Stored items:
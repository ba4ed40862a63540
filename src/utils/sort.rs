use std::cmp::Ordering;

/// Ranking order for `(term, similarity)` pairs.
/// - Higher similarity first (`f64::total_cmp`)
/// - Equal similarity falls back to the term, lexicographically ascending
#[inline]
pub fn rank_order<T: AsRef<str>>(a: &(T, f64), b: &(T, f64)) -> Ordering {
    b.1.total_cmp(&a.1)
        .then_with(|| a.0.as_ref().cmp(b.0.as_ref()))
}

/// Keep the `k` best `(term, similarity)` pairs, sorted by [`rank_order`].
///
/// Uses a partial selection first so the full sort only touches `k` entries.
///
/// Complexity: O(n + k log k)
pub fn top_k<T: AsRef<str>>(mut items: Vec<(T, f64)>, k: usize) -> Vec<(T, f64)> {
    if k == 0 {
        return Vec::new();
    }
    if items.len() > k {
        items.select_nth_unstable_by(k - 1, rank_order);
        items.truncate(k);
    }
    items.sort_unstable_by(rank_order);
    items
}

◆ Problem statement ◆
Return, from the data above, each line in which the string "pairs" appears.

◆ Exercise solution ◆
/// Ranking order for `(term, similarity)` pairs.
/// Keep the `k` best `(term, similarity)` pairs, sorted by [`rank_order`].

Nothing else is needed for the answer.